== WORK TO COMPLETE ==
All entries below are to be set down again exactly as given.
Segment Open
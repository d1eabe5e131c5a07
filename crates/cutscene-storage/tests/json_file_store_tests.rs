//! Integration tests for `JsonFileStore`.

use std::path::PathBuf;

use cutscene_core::error::DomainError;
use cutscene_core::storage::KeyValueStore;
use cutscene_storage::JsonFileStore;
use serde_json::json;
use uuid::Uuid;

/// Fresh path in the system temp dir; the file itself does not exist yet.
fn temp_store_path() -> PathBuf {
    std::env::temp_dir().join(format!("cutscene-store-{}.json", Uuid::new_v4()))
}

// --- load ---

#[tokio::test]
async fn test_load_from_missing_file_is_empty() {
    let store = JsonFileStore::new(temp_store_path());

    let value = store.load("selectedCharacter").await.unwrap();

    assert_eq!(value, None);
    assert!(!store.path().exists());
}

#[tokio::test]
async fn test_load_from_corrupt_file_is_storage_error() {
    let path = temp_store_path();
    tokio::fs::write(&path, b"not json").await.unwrap();
    let store = JsonFileStore::new(&path);

    let result = store.load("selectedCharacter").await;

    assert!(matches!(result, Err(DomainError::Storage(_))));
    tokio::fs::remove_file(&path).await.unwrap();
}

// --- save + load ---

#[tokio::test]
async fn test_values_survive_a_new_store_instance() {
    // Arrange
    let path = temp_store_path();
    let store = JsonFileStore::new(&path);
    store.save("a", json!({ "index": 2 })).await.unwrap();
    store.save("b", json!("x")).await.unwrap();

    // Act
    let reopened = JsonFileStore::new(&path);

    // Assert
    assert_eq!(reopened.load("a").await.unwrap(), Some(json!({ "index": 2 })));
    assert_eq!(reopened.load("b").await.unwrap(), Some(json!("x")));
    let mut temp = path.clone().into_os_string();
    temp.push(".tmp");
    assert!(!PathBuf::from(temp).exists());
    tokio::fs::remove_file(&path).await.unwrap();
}

// --- delete ---

#[tokio::test]
async fn test_delete_removes_only_that_key() {
    // Arrange
    let path = temp_store_path();
    let store = JsonFileStore::new(&path);
    store.save("a", json!(1)).await.unwrap();
    store.save("b", json!(2)).await.unwrap();

    // Act
    store.delete("a").await.unwrap();
    store.delete("missing").await.unwrap();

    // Assert
    assert_eq!(store.load("a").await.unwrap(), None);
    assert_eq!(store.load("b").await.unwrap(), Some(json!(2)));
    tokio::fs::remove_file(&path).await.unwrap();
}

#[tokio::test]
async fn test_save_into_missing_directory_is_storage_error() {
    let path = std::env::temp_dir()
        .join(format!("cutscene-missing-{}", Uuid::new_v4()))
        .join("store.json");
    let store = JsonFileStore::new(path);

    let result = store.save("a", json!(1)).await;

    assert!(matches!(result, Err(DomainError::Storage(_))));
}
//! Process-local implementation of the `KeyValueStore` trait.

use std::collections::HashMap;
use std::sync::{Mutex, MutexGuard};

use async_trait::async_trait;
use serde_json::Value;

use cutscene_core::error::DomainError;
use cutscene_core::storage::KeyValueStore;

/// Store that keeps values in memory for the lifetime of the process.
#[derive(Debug, Default)]
pub struct InMemoryStore {
    values: Mutex<HashMap<String, Value>>,
}

impl InMemoryStore {
    /// Creates an empty store.
    #[must_use]
    pub fn new() -> Self {
        Self::default()
    }

    fn values(&self) -> Result<MutexGuard<'_, HashMap<String, Value>>, DomainError> {
        self.values
            .lock()
            .map_err(|_| DomainError::Storage("in-memory store lock poisoned".into()))
    }
}

#[async_trait]
impl KeyValueStore for InMemoryStore {
    async fn save(&self, key: &str, value: Value) -> Result<(), DomainError> {
        self.values()?.insert(key.to_owned(), value);
        Ok(())
    }

    async fn load(&self, key: &str) -> Result<Option<Value>, DomainError> {
        Ok(self.values()?.get(key).cloned())
    }

    async fn delete(&self, key: &str) -> Result<(), DomainError> {
        self.values()?.remove(key);
        Ok(())
    }
}
//! Routes for character selection.

use axum::extract::State;
use axum::routing::{delete, get, post};
use axum::{Json, Router};
use cutscene_character::application::command_handlers;
use cutscene_character::application::query_handlers::{self, RosterView, SelectionView};
use cutscene_character::domain::commands;
use serde::Deserialize;
use tracing::instrument;
use uuid::Uuid;

use crate::error::ApiError;
use crate::state::AppState;

/// Request body for POST /select.
#[derive(Debug, Deserialize)]
pub struct SelectRequest {
    /// Roster index to select.
    pub index: u8,
}

/// GET /
async fn list_characters(State(state): State<AppState>) -> Json<RosterView> {
    let holder = state.selection.lock().await;
    Json(query_handlers::list_characters(&holder))
}

/// POST /select
#[instrument(skip(state, request), fields(index = request.index))]
async fn select_character(
    State(state): State<AppState>,
    Json(request): Json<SelectRequest>,
) -> Result<Json<SelectionView>, ApiError> {
    let command = commands::SelectCharacter {
        correlation_id: Uuid::new_v4(),
        index: request.index,
    };

    let mut holder = state.selection.lock().await;
    command_handlers::handle_select_character(
        &command,
        &mut holder,
        state.clock.as_ref(),
        state.store.as_ref(),
    )
    .await?;

    Ok(Json(query_handlers::get_selection(&holder)))
}

/// POST /reset
async fn reset_selection(State(state): State<AppState>) -> Json<SelectionView> {
    let command = commands::ResetSelection {
        correlation_id: Uuid::new_v4(),
    };

    let mut holder = state.selection.lock().await;
    command_handlers::handle_reset_selection(&command, &mut holder);

    Json(query_handlers::get_selection(&holder))
}

/// DELETE /selection
async fn forget_selection(State(state): State<AppState>) -> Json<SelectionView> {
    let command = commands::ForgetSelection {
        correlation_id: Uuid::new_v4(),
    };

    let mut holder = state.selection.lock().await;
    command_handlers::handle_forget_selection(&command, &mut holder, state.store.as_ref()).await;

    Json(query_handlers::get_selection(&holder))
}

/// Returns the router for character selection.
pub fn router() -> Router<AppState> {
    Router::new()
        .route("/", get(list_characters))
        .route("/select", post(select_character))
        .route("/reset", post(reset_selection))
        .route("/selection", delete(forget_selection))
}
Segment Closed
== ANSWER FOR THE TASK ==
repository d1eabe5e131c5a07
filename crates/cutscene-storage/tests/json_file_store_tests.rs
//! Integration tests for `JsonFileStore`.

use std::path::PathBuf;

use cutscene_core::error::DomainError;
use cutscene_core::storage::KeyValueStore;
use cutscene_storage::JsonFileStore;
use serde_json::json;
use uuid::Uuid;

/// Fresh path in the system temp dir; the file itself does not exist yet.
fn temp_store_path() -> PathBuf {
    std::env::temp_dir().join(format!("cutscene-store-{}.json", Uuid::new_v4()))
}

// --- load ---

#[tokio::test]
async fn test_load_from_missing_file_is_empty() {
    let store = JsonFileStore::new(temp_store_path());

    let value = store.load("selectedCharacter").await.unwrap();

    assert_eq!(value, None);
    assert!(!store.path().exists());
}

#[tokio::test]
async fn test_load_from_corrupt_file_is_storage_error() {
    let path = temp_store_path();
    tokio::fs::write(&path, b"not json").await.unwrap();
    let store = JsonFileStore::new(&path);

    let result = store.load("selectedCharacter").await;

    assert!(matches!(result, Err(DomainError::Storage(_))));
    tokio::fs::remove_file(&path).await.unwrap();
}

// --- save + load ---

#[tokio::test]
async fn test_values_survive_a_new_store_instance() {
    // Arrange
    let path = temp_store_path();
    let store = JsonFileStore::new(&path);
    store.save("a", json!({ "index": 2 })).await.unwrap();
    store.save("b", json!("x")).await.unwrap();

    // Act
    let reopened = JsonFileStore::new(&path);

    // Assert
    assert_eq!(reopened.load("a").await.unwrap(), Some(json!({ "index": 2 })));
    assert_eq!(reopened.load("b").await.unwrap(), Some(json!("x")));
    let mut temp = path.clone().into_os_string();
    temp.push(".tmp");
    assert!(!PathBuf::from(temp).exists());
    tokio::fs::remove_file(&path).await.unwrap();
}

// --- delete ---

#[tokio::test]
async fn test_delete_removes_only_that_key() {
    // Arrange
    let path = temp_store_path();
    let store = JsonFileStore::new(&path);
    store.save("a", json!(1)).await.unwrap();
    store.save("b", json!(2)).await.unwrap();

    // Act
    store.delete("a").await.unwrap();
    store.delete("missing").await.unwrap();

    // Assert
    assert_eq!(store.load("a").await.unwrap(), None);
    assert_eq!(store.load("b").await.unwrap(), Some(json!(2)));
    tokio::fs::remove_file(&path).await.unwrap();
}

#[tokio::test]
async fn test_save_into_missing_directory_is_storage_error() {
    let path = std::env::temp_dir()
        .join(format!("cutscene-missing-{}", Uuid::new_v4()))
        .join("store.json");
    let store = JsonFileStore::new(path);

    let result = store.save("a", json!(1)).await;

    assert!(matches!(result, Err(DomainError::Storage(_))));
}
//! Process-local implementation of the `KeyValueStore` trait.

use std::collections::HashMap;
use std::sync::{Mutex, MutexGuard};

use async_trait::async_trait;
use serde_json::Value;

use cutscene_core::error::DomainError;
use cutscene_core::storage::KeyValueStore;

/// Store that keeps values in memory for the lifetime of the process.
#[derive(Debug, Default)]
pub struct InMemoryStore {
    values: Mutex<HashMap<String, Value>>,
}

impl InMemoryStore {
    /// Creates an empty store.
    #[must_use]
    pub fn new() -> Self {
        Self::default()
    }

    fn values(&self) -> Result<MutexGuard<'_, HashMap<String, Value>>, DomainError> {
        self.values
            .lock()
            .map_err(|_| DomainError::Storage("in-memory store lock poisoned".into()))
    }
}

#[async_trait]
impl KeyValueStore for InMemoryStore {
    async fn save(&self, key: &str, value: Value) -> Result<(), DomainError> {
        self.values()?.insert(key.to_owned(), value);
        Ok(())
    }

    async fn load(&self, key: &str) -> Result<Option<Value>, DomainError> {
        Ok(self.values()?.get(key).cloned())
    }

    async fn delete(&self, key: &str) -> Result<(), DomainError> {
        self.values()?.remove(key);
        Ok(())
    }
}
//! Routes for character selection.

use axum::extract::State;
use axum::routing::{delete, get, post};
use axum::{Json, Router};
use cutscene_character::application::command_handlers;
use cutscene_character::application::query_handlers::{self, RosterView, SelectionView};
use cutscene_character::domain::commands;
use serde::Deserialize;
use tracing::instrument;
use uuid::Uuid;

use crate::error::ApiError;
use crate::state::AppState;

/// Request body for POST /select.
#[derive(Debug, Deserialize)]
pub struct SelectRequest {
    /// Roster index to select.
    pub index: u8,
}

/// GET /
async fn list_characters(State(state): State<AppState>) -> Json<RosterView> {
    let holder = state.selection.lock().await;
    Json(query_handlers::list_characters(&holder))
}

/// POST /select
#[instrument(skip(state, request), fields(index = request.index))]
async fn select_character(
    State(state): State<AppState>,
    Json(request): Json<SelectRequest>,
) -> Result<Json<SelectionView>, ApiError> {
    let command = commands::SelectCharacter {
        correlation_id: Uuid::new_v4(),
        index: request.index,
    };

    let mut holder = state.selection.lock().await;
    command_handlers::handle_select_character(
        &command,
        &mut holder,
        state.clock.as_ref(),
        state.store.as_ref(),
    )
    .await?;

    Ok(Json(query_handlers::get_selection(&holder)))
}

/// POST /reset
async fn reset_selection(State(state): State<AppState>) -> Json<SelectionView> {
    let command = commands::ResetSelection {
        correlation_id: Uuid::new_v4(),
    };

    let mut holder = state.selection.lock().await;
    command_handlers::handle_reset_selection(&command, &mut holder);

    Json(query_handlers::get_selection(&holder))
}

/// DELETE /selection
async fn forget_selection(State(state): State<AppState>) -> Json<SelectionView> {
    let command = commands::ForgetSelection {
        correlation_id: Uuid::new_v4(),
    };

    let mut holder = state.selection.lock().await;
    command_handlers::handle_forget_selection(&command, &mut holder, state.store.as_ref()).await;

    Json(query_handlers::get_selection(&holder))
}

/// Returns the router for character selection.
pub fn router() -> Router<AppState> {
    Router::new()
        .route("/", get(list_characters))
        .route("/select", post(select_character))
        .route("/reset", post(reset_selection))
        .route("/selection", delete(forget_selection))
}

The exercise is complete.